» YOUR GOAL
Looking at the records below, state how many lines include the string "user" and add nothing further.

» RECORD SET

use std::sync::Arc;

use tracing::debug;

use super::{Flow, Middleware};
use crate::dispatcher::{HandlerRequest, HandlerResponse};
use crate::security::IdentityResolver;

/// Requires a valid bearer token for an existing user.
///
/// On success the identity and its claims are attached to the request. On failure the
/// resolver has already written the error response; the middleware only halts.
pub struct AuthMiddleware {
    resolver: Arc<IdentityResolver>,
}

impl AuthMiddleware {
    #[must_use]
    pub fn new(resolver: Arc<IdentityResolver>) -> Self {
        Self { resolver }
    }
}

impl Middleware for AuthMiddleware {
    fn name(&self) -> &str {
        "auth"
    }

    fn handle(&self, req: &mut HandlerRequest, res: &mut HandlerResponse) -> anyhow::Result<Flow> {
        let header = req.get_header("authorization");
        let Some(identity) = self.resolver.authenticate(header, res) else {
            return Ok(Flow::Halt);
        };
        debug!(
            request_id = %req.request_id,
            user_id = %identity.user.id,
            "Request authenticated"
        );
        req.jwt_claims = Some(identity.claims.clone());
        req.identity = Some(identity);
        Ok(Flow::Continue)
    }
}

» COMPLETED TASK
2